Hmm.  It looks like I missed a little detail.

task_tick_fair
  task_tick_numa
    task_scan_start
      task_scan_min
        task_nr_scan_windows
          p->mm

If I read this code right task_tick_numa makes the assumption that only
tasks with PF_KTHREAD set don't have an mm.
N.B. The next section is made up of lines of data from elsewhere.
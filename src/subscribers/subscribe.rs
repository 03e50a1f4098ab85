//! # Core listener trait
//!
//! `Subscribe` is the extension point for observing every dispatch the store
//! applies (redux-style store listeners). Each listener is driven by its own
//! worker fed by a bounded queue owned by the store's
//! [`Listeners`](crate::Listeners).
//!
//! ## Contract
//! - Called **after** the reducer applied the action, with the resulting
//!   global state.
//! - Implementations may be slow (I/O, batching); they do **not** block
//!   dispatch nor other listeners.
//! - Each listener declares its preferred queue capacity via
//!   [`Subscribe::queue_capacity`]. On overflow, dispatches for that listener
//!   are **dropped** and counted.
//!
//! Listeners see *every* action, tagged or not. Scoped observation is the job
//! of [`TakeLocal`](crate::TakeLocal).

use crate::store::Applied;
use async_trait::async_trait;

/// Contract for store listeners.
#[async_trait]
pub trait Subscribe: Send + Sync + 'static {
    /// Handle one applied dispatch.
    async fn on_dispatch(&self, applied: &Applied);

    /// Human-readable name (for logs).
    fn name(&self) -> &'static str {
        std::any::type_name::<Self>()
    }

    /// Preferred capacity of this listener's queue.
    fn queue_capacity(&self) -> usize {
        1024
    }
}
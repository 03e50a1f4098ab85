//! Composition core: the module registry, ancestry, reducer composition and
//! the application runtime.
//!
//! Internal modules:
//! - `ancestry`: parent edges and the positive-answer cache;
//! - `registry`: module records indexed by identity and by mount name;
//! - `compose`: event-scoped own reducers and the composition decision table;
//! - `runtime`: bootstrap, store wiring and graceful shutdown;
//! - `shutdown`: cross-platform termination signal handling.

mod ancestry;
mod compose;
mod registry;
mod runtime;
mod shutdown;

pub use ancestry::Ancestry;
pub use compose::{ChildReducers, ReducerParts, compose_reducer, scope_reducer};
pub use registry::{ModuleEntry, Registry, RegistrySnapshot};
pub use runtime::{App, Runtime};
This should fix the failure.  For init we could possibly populate .mm
and not just .active_mm.  For user mode helpers cloned from kernel
threads I don't think that is a realistic option.  So I think this
is going to be the proper fix.

I believe this only happens when numa rebalancing happens at an
unfortunate moment.

Qian Cai can you test this?

diff --git a/kernel/sched/fair.c b/kernel/sched/fair.c
index d4bd299d67ab..db6f0df9d43e 100644
--- a/kernel/sched/fair.c
+++ b/kernel/sched/fair.c
@@ -2915,7 +2915,7 @@ static void task_tick_numa(struct rq *rq, struct task_struct *curr)
        /*
         * We don't care about NUMA placement if we don't have memory.
         */
-       if ((curr->flags & (PF_EXITING | PF_KTHREAD)) || work->next != work)
+       if (!curr->mm || (curr->flags & (PF_EXITING | PF_KTHREAD)) || work->next != work)
                return;
 
        /*


Eric
Re: [PATCH 0/7] fork: Make init and umh ordinary tasks
Posted by Qian Cai 4 years, 1 month ago
On Mon, May 09, 2022 at 04:52:07PM -0500, Eric W. Biederman wrote:
> I believe this only happens when numa rebalancing happens at an
> unfortunate moment.
> 
> Qian Cai can you test this?

Yes, this works fine so far.